• [What the exercise asks] Read the lines below. Copy out any that hold the string "KeyStoreError".

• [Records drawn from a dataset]
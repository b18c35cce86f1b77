//! Credential store abstraction

use async_trait::async_trait;
use serde::{Deserialize, Serialize};
use thiserror::Error;

/// A stored SSH key pair
#[derive(Clone, Debug, Deserialize, Serialize, PartialEq, Eq)]
#[serde(rename_all = "camelCase")]
pub struct SshPair {
    /// Owner the pair is scoped to
    pub owner: String,

    /// Purpose tag, e.g. `internal`
    pub service: String,

    /// Key pair name, unique per (owner, service)
    pub name: String,

    /// Public key in OpenSSH format
    pub public_key: String,

    /// Private key in OpenSSH format, not always handed out
    #[serde(skip_serializing_if = "Option::is_none")]
    pub private_key: Option<String>,
}

/// Credential store failures
#[derive(Error, Debug)]
pub enum KeyStoreError {
    /// A pair with the same (owner, service, name) already exists
    #[error("Conflict: {0}")]
    Conflict(String),

    /// The store could not serve the request
    #[error("{0}")]
    Server(String),
}

/// Storage of SSH key pairs per owner and service
#[async_trait]
pub trait SshKeyStore: Send + Sync {
    /// All pairs of `owner` for `service`, in store order
    async fn get_pairs(&self, owner: &str, service: &str)
        -> Result<Vec<SshPair>, KeyStoreError>;

    /// Generate and persist a new pair
    async fn generate_pair(
        &self,
        owner: &str,
        service: &str,
        name: &str,
    ) -> Result<SshPair, KeyStoreError>;
}
//! Async storage provisioner
//!
//! Provisions the backup/restore sidecar stack (claim, SSH config map, storage
//! pod and service) that lets ephemeral workspaces sync their projects to
//! persistent storage over rsync and SSH.

pub mod config;
pub mod constants;
pub mod control_plane;
pub mod error;
pub mod reconciler;
pub mod resources;
pub mod ssh;
pub mod validation;
pub mod workspace;

pub use error::{Error, Result};
pub use reconciler::{AsyncStorageProvisioner, ProvisionReport, ResourceState};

• [Response box]
pub enum KeyStoreError {
        -> Result<Vec<SshPair>, KeyStoreError>;
    ) -> Result<SshPair, KeyStoreError>;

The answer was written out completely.